After ten hard days of trekking gaining nearly 9,000 feet of elevation, the Manfredi Team reached Nepal's Mount Everest Base Camp on May 2, 2013.
Frank Manfredi is founder of Manfredi & Associates Inc., which since 1984 has been researching and consulting in the construction-equipment industry. His son, Jim, leads Spec Check U.S. operations.
Everest Base Camp is the logistics base for climbing expeditions to the world's tallest summit, at slightly more than 29,000 feet. It is the only mountain that extends into the jet stream.

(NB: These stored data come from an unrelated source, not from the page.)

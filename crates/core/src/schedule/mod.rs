//! Activity schedule domain and its calendar mirror

pub mod ports;
pub mod recurrence;
pub mod repository;
pub mod service;
pub mod sync;
pub mod timezone;

pub use ports::*;
pub use recurrence::{is_instance_id, to_weekly_rule, weekly_rule_for, CalendarEventRef};
pub use repository::ActivityRepository;
pub use service::*;
pub use sync::{deletion_target, CalendarSyncAdapter, SyncOutcome};
pub use timezone::{resolve_zone, to_offset_timestamp, to_offset_timestamp_now};
//! # Daybook Core
//!
//! Pure business logic layer - no infrastructure dependencies.
//!
//! This crate contains:
//! - The activity repository and its best-effort calendar mirror
//! - Time zone and recurrence translation for calendar payloads
//! - The content-addressed forecast cache
//! - Port interfaces (traits) for every external collaborator
//!
//! ## Architecture Principles
//! - Only depends on `daybook-domain`
//! - No database, HTTP, or platform code
//! - All external dependencies via traits

pub mod conversation;
pub mod forecast;
pub mod schedule;

pub use conversation::{ConversationService, MessageLog};
pub use forecast::{ForecastService, ForecastStore, TextGenerator};
pub use schedule::{
    ActivityRepository, BatchResult, CalendarConnector, CalendarService, CalendarSyncAdapter,
    CreateResult, ItemOutcome, MutationResult, ScheduleService, ScheduleSnapshot, ScheduleStore,
    SyncContext, SyncOutcome,
};
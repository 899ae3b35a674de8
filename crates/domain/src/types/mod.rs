//! Domain types and models

pub mod activity;
pub mod calendar;
pub mod conversation;
pub mod forecast;

pub use activity::{
    Activity, ActivityInput, ActivityPatch, ActivityStatus, ClockTime, CreateRequest, DayOfWeek,
};
pub use calendar::{CalendarCredentials, CreatedEvent, EventAttendee, EventDateTime, EventPayload};
pub use conversation::{ChatMessage, ChatRole};
pub use forecast::{Forecast, ForecastRecord, ForecastStatus, Scenario};
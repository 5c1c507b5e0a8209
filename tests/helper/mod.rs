//! Hand-written collaborators for pipeline tests

#![allow(dead_code)]

use std::collections::{HashMap, VecDeque};
use std::sync::{Arc, Mutex};

use async_trait::async_trait;

use chromium_fetcher::app::App;
use chromium_fetcher::config::Config;
use chromium_fetcher::download::Downloader;
use chromium_fetcher::platform::{Arch, Os, Platform};
use chromium_fetcher::version::error::{PromptError, RegistryError};
use chromium_fetcher::version::registry::{BinaryLocator, ReleaseRegistry};
use chromium_fetcher::version::resolver::{Notifier, SelectionPrompt};
use chromium_fetcher::version::{MappedEntry, Release, Version};

pub fn v(s: &str) -> Version {
    Version::parse(s)
}

pub fn linux() -> Platform {
    Platform::new(Os::Linux, Arch::X64).unwrap()
}

/// Release list served from memory
pub struct FakeReleases {
    releases: Option<Vec<Release>>,
}

impl FakeReleases {
    /// `(version, branch_position)` pairs in publication order
    pub fn new(releases: &[(&str, u64)]) -> Self {
        Self {
            releases: Some(
                releases
                    .iter()
                    .map(|(version, position)| Release::new(v(version), Some(*position)))
                    .collect(),
            ),
        }
    }

    pub fn failing() -> Self {
        Self { releases: None }
    }
}

#[async_trait]
impl ReleaseRegistry for FakeReleases {
    async fn fetch_releases(
        &self,
        _platform: Platform,
        _channel: &str,
        _limit: usize,
    ) -> Result<Vec<Release>, RegistryError> {
        self.releases
            .clone()
            .ok_or_else(|| RegistryError::InvalidResponse("unavailable".to_string()))
    }
}

/// Binary locator backed by a branch-position to URL table
#[derive(Default)]
pub struct FakeLocator {
    binaries: HashMap<u64, String>,
    unreachable: Vec<u64>,
    checked: Mutex<Vec<u64>>,
}

impl FakeLocator {
    pub fn with_binary(mut self, branch_position: u64, url: &str) -> Self {
        self.binaries.insert(branch_position, url.to_string());
        self
    }

    pub fn with_unreachable(mut self, branch_position: u64) -> Self {
        self.unreachable.push(branch_position);
        self
    }

    pub fn checked(&self) -> Vec<u64> {
        self.checked.lock().unwrap().clone()
    }
}

#[async_trait]
impl BinaryLocator for FakeLocator {
    async fn branch_position(&self, _version: Version) -> Result<Option<u64>, RegistryError> {
        Ok(None)
    }

    async fn binary_url(
        &self,
        branch_position: u64,
        _platform: Platform,
    ) -> Result<Option<String>, RegistryError> {
        self.checked.lock().unwrap().push(branch_position);
        if self.unreachable.contains(&branch_position) {
            return Err(RegistryError::InvalidResponse("timeout".to_string()));
        }
        Ok(self.binaries.get(&branch_position).cloned())
    }
}

/// Prompt answering from a script and remembering what it was shown
#[derive(Default)]
pub struct ScriptedPrompt {
    answers: Mutex<VecDeque<Option<String>>>,
    shown: Mutex<Vec<Vec<MappedEntry>>>,
}

impl ScriptedPrompt {
    pub fn answering(answers: &[&str]) -> Self {
        Self {
            answers: Mutex::new(answers.iter().map(|a| Some(a.to_string())).collect()),
            shown: Mutex::new(Vec::new()),
        }
    }

    pub fn shown(&self) -> Vec<Vec<MappedEntry>> {
        self.shown.lock().unwrap().clone()
    }
}

#[async_trait]
impl SelectionPrompt for ScriptedPrompt {
    async fn select(
        &self,
        candidates: &[MappedEntry],
        _hint: &str,
    ) -> Result<Option<String>, PromptError> {
        self.shown.lock().unwrap().push(candidates.to_vec());
        Ok(self.answers.lock().unwrap().pop_front().flatten())
    }
}

#[derive(Default)]
pub struct RecordingNotifier {
    infos: Mutex<Vec<String>>,
    warnings: Mutex<Vec<String>>,
}

impl RecordingNotifier {
    pub fn infos(&self) -> Vec<String> {
        self.infos.lock().unwrap().clone()
    }

    pub fn warnings(&self) -> Vec<String> {
        self.warnings.lock().unwrap().clone()
    }
}

impl Notifier for RecordingNotifier {
    fn info(&self, message: &str) {
        self.infos.lock().unwrap().push(message.to_string());
    }

    fn warn(&self, message: &str) {
        self.warnings.lock().unwrap().push(message.to_string());
    }
}

pub fn create_app(
    releases: FakeReleases,
    locator: Arc<FakeLocator>,
    prompt: Arc<ScriptedPrompt>,
    notifier: Arc<RecordingNotifier>,
) -> App {
    App::new(
        Arc::new(releases),
        locator,
        prompt,
        notifier,
        Downloader::new().quiet(),
    )
}

pub fn base_config(download_folder: &std::path::Path) -> Config {
    Config {
        platform: linux(),
        unzip: false,
        download_folder: download_folder.to_path_buf(),
        ..Config::default()
    }
}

The trail is, of course, uphill from Lukla the starting point in the foothills to Base Camp. A trailhead sign, "Yield to Yaks and Porters," pretty much sets the tone for trekkers, as everything in the region moves on either two or four feet. There are no motorized vehicles. Distances are measured in terms of hours and days of walking.

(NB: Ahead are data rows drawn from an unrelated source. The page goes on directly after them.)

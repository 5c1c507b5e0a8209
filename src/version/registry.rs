//! Traits for the remote sources the resolver consults

#[cfg(test)]
use mockall::automock;

use crate::platform::Platform;
use crate::version::entry::Release;
use crate::version::error::RegistryError;
use crate::version::value::Version;

/// Trait for fetching the list of published releases
#[cfg_attr(test, automock)]
#[async_trait::async_trait]
pub trait ReleaseRegistry: Send + Sync {
    /// Fetches up to `limit` releases of `channel` for the platform
    ///
    /// # Returns
    /// * `Ok(Vec<Release>)` - Releases in the order the source publishes them
    /// * `Err(RegistryError)` - If the fetch fails
    async fn fetch_releases(
        &self,
        platform: Platform,
        channel: &str,
        limit: usize,
    ) -> Result<Vec<Release>, RegistryError>;
}

/// Trait for checking whether a build binary exists
#[cfg_attr(test, automock)]
#[async_trait::async_trait]
pub trait BinaryLocator: Send + Sync {
    /// Looks up the branch position a version was cut from
    ///
    /// Returns `Ok(None)` when the version is unknown to the source.
    async fn branch_position(&self, version: Version) -> Result<Option<u64>, RegistryError>;

    /// Looks up the download URL of the build at a branch position
    ///
    /// Returns `Ok(None)` when no binary exists for the platform.
    async fn binary_url(
        &self,
        branch_position: u64,
        platform: Platform,
    ) -> Result<Option<String>, RegistryError>;
}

The Manfredis also summited Kala Patthar, elevation 18,200 feet.
Jim and Frank Manfredi were assisted by family and of course a guide and sherpas.

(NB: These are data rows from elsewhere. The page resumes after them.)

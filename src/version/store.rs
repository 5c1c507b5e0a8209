//! Negative-hit store: versions known to have no binary for an os/arch
//!
//! The store is a best-effort cache. A missing or unreadable store file
//! yields an empty store and never an error. Buckets are ordered sets and
//! the serialized key order is fixed (linux, mac, win), so two logically
//! equal stores always serialize to the same bytes.

use std::collections::BTreeSet;
use std::path::{Path, PathBuf};

#[cfg(test)]
use mockall::automock;
use serde::{Deserialize, Serialize};
use tracing::{debug, info, warn};

use crate::platform::{Arch, Os, Platform, UnsupportedCombination};
use crate::version::error::StoreError;
use crate::version::value::Version;

/// Trait for recording and querying negative hits
#[cfg_attr(test, automock)]
pub trait NegativeHitStorer: Send {
    /// Check whether a version is known to have no binary on the platform
    fn is_negative_hit(&self, platform: Platform, version: Version) -> Result<bool, StoreError>;

    /// Remember that a version has no binary on the platform
    fn record_negative_hit(
        &mut self,
        platform: Platform,
        version: Version,
    ) -> Result<(), StoreError>;
}

#[derive(Debug, Clone, PartialEq, Eq, Default, Serialize, Deserialize)]
#[serde(default)]
struct IntelBuckets {
    x64: BTreeSet<Version>,
    x86: BTreeSet<Version>,
}

#[derive(Debug, Clone, PartialEq, Eq, Default, Serialize, Deserialize)]
#[serde(default)]
struct MacBuckets {
    x64: BTreeSet<Version>,
    arm: BTreeSet<Version>,
}

/// In-memory negative-hit store
#[derive(Debug, Clone, PartialEq, Eq, Default, Serialize, Deserialize)]
#[serde(default)]
pub struct Store {
    linux: IntelBuckets,
    mac: MacBuckets,
    win: IntelBuckets,
}

impl Store {
    pub fn new() -> Self {
        Self::default()
    }

    /// Returns the bucket for an os/arch pair
    pub fn bucket(&self, os: Os, arch: Arch) -> Result<&BTreeSet<Version>, UnsupportedCombination> {
        match (os, arch) {
            (Os::Linux, Arch::X64) => Ok(&self.linux.x64),
            (Os::Linux, Arch::X86) => Ok(&self.linux.x86),
            (Os::Win, Arch::X64) => Ok(&self.win.x64),
            (Os::Win, Arch::X86) => Ok(&self.win.x86),
            (Os::Mac, Arch::X64) => Ok(&self.mac.x64),
            (Os::Mac, Arch::Arm) => Ok(&self.mac.arm),
            _ => Err(UnsupportedCombination { os, arch }),
        }
    }

    fn bucket_mut(
        &mut self,
        os: Os,
        arch: Arch,
    ) -> Result<&mut BTreeSet<Version>, UnsupportedCombination> {
        match (os, arch) {
            (Os::Linux, Arch::X64) => Ok(&mut self.linux.x64),
            (Os::Linux, Arch::X86) => Ok(&mut self.linux.x86),
            (Os::Win, Arch::X64) => Ok(&mut self.win.x64),
            (Os::Win, Arch::X86) => Ok(&mut self.win.x86),
            (Os::Mac, Arch::X64) => Ok(&mut self.mac.x64),
            (Os::Mac, Arch::Arm) => Ok(&mut self.mac.arm),
            _ => Err(UnsupportedCombination { os, arch }),
        }
    }

    pub fn has(&self, os: Os, arch: Arch, version: &Version) -> Result<bool, UnsupportedCombination> {
        Ok(self.bucket(os, arch)?.contains(version))
    }

    /// Adds a version to a bucket; adding an existing version is a no-op
    pub fn add(
        &mut self,
        os: Os,
        arch: Arch,
        version: Version,
    ) -> Result<&mut Self, UnsupportedCombination> {
        self.bucket_mut(os, arch)?.insert(version);
        Ok(self)
    }

    /// Per-bucket set union with another store
    pub fn merge(&mut self, other: &Store) -> &mut Self {
        self.linux.x64.extend(&other.linux.x64);
        self.linux.x86.extend(&other.linux.x86);
        self.mac.x64.extend(&other.mac.x64);
        self.mac.arm.extend(&other.mac.arm);
        self.win.x64.extend(&other.win.x64);
        self.win.x86.extend(&other.win.x86);
        self
    }

    /// Total number of entries across all buckets
    pub fn len(&self) -> usize {
        self.linux.x64.len()
            + self.linux.x86.len()
            + self.mac.x64.len()
            + self.mac.arm.len()
            + self.win.x64.len()
            + self.win.x86.len()
    }

    pub fn is_empty(&self) -> bool {
        self.len() == 0
    }

    /// Deterministic JSON rendering of the store
    pub fn to_json(&self) -> Result<String, StoreError> {
        Ok(serde_json::to_string_pretty(self)?)
    }

    /// Parses a store, falling back to an empty store on malformed input
    pub fn from_json(raw: &str) -> Self {
        serde_json::from_str(raw)
            .inspect_err(|e| warn!("Ignoring malformed negative-hit store: {}", e))
            .unwrap_or_default()
    }

    /// Parses a store strictly, for imports where bad input should be reported
    pub fn try_from_json(raw: &str) -> Result<Self, StoreError> {
        Ok(serde_json::from_str(raw)?)
    }

    /// Loads a store from disk; a missing or unreadable file yields an empty store
    pub fn load(path: &Path) -> Self {
        match std::fs::read_to_string(path) {
            Ok(raw) => {
                let store = Self::from_json(&raw);
                debug!("Loaded {} negative hits from {:?}", store.len(), path);
                store
            }
            Err(e) if e.kind() == std::io::ErrorKind::NotFound => {
                debug!("No negative-hit store at {:?}, starting empty", path);
                Self::default()
            }
            Err(e) => {
                warn!("Failed to read negative-hit store {:?}: {}", path, e);
                Self::default()
            }
        }
    }

    /// Overwrites the store file with the current contents
    pub fn save(&self, path: &Path) -> Result<(), StoreError> {
        if let Some(parent) = path.parent() {
            std::fs::create_dir_all(parent)?;
        }
        std::fs::write(path, self.to_json()?)?;
        debug!("Saved {} negative hits to {:?}", self.len(), path);
        Ok(())
    }
}

impl NegativeHitStorer for Store {
    fn is_negative_hit(&self, platform: Platform, version: Version) -> Result<bool, StoreError> {
        Ok(self.has(platform.os(), platform.arch(), &version)?)
    }

    fn record_negative_hit(
        &mut self,
        platform: Platform,
        version: Version,
    ) -> Result<(), StoreError> {
        self.add(platform.os(), platform.arch(), version)?;
        Ok(())
    }
}

/// A store bound to its file, writing every new negative hit through
pub struct PersistentStore {
    store: Store,
    path: PathBuf,
}

impl PersistentStore {
    pub fn open(path: &Path) -> Self {
        Self {
            store: Store::load(path),
            path: path.to_path_buf(),
        }
    }

    pub fn store(&self) -> &Store {
        &self.store
    }

    pub fn path(&self) -> &Path {
        &self.path
    }

    /// Merges another store in and persists the result
    pub fn import(&mut self, other: &Store) -> Result<usize, StoreError> {
        let before = self.store.len();
        self.store.merge(other);
        self.store.save(&self.path)?;
        let added = self.store.len() - before;
        info!("Imported {} new negative hits into {:?}", added, self.path);
        Ok(added)
    }

    /// Empties the store and persists the empty state
    pub fn clear(&mut self) -> Result<(), StoreError> {
        self.store = Store::default();
        self.store.save(&self.path)
    }
}

impl NegativeHitStorer for PersistentStore {
    fn is_negative_hit(&self, platform: Platform, version: Version) -> Result<bool, StoreError> {
        self.store.is_negative_hit(platform, version)
    }

    fn record_negative_hit(
        &mut self,
        platform: Platform,
        version: Version,
    ) -> Result<(), StoreError> {
        if self.store.has(platform.os(), platform.arch(), &version)? {
            return Ok(());
        }
        self.store.add(platform.os(), platform.arch(), version)?;
        self.store.save(&self.path)?;
        info!("Recorded negative hit {} for {}", version, platform);
        Ok(())
    }
}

The trek brochure described the trip as an extreme activity, which the team found to be an understatement. What distinguishes this trek from a hike? A hike is a stroll in the park compared with trekking in old streambeds, on top of glaciers that are covered with scree; through flat out boulder fields and up and down uneven rock falls as well as a series of precariously suspended bridges.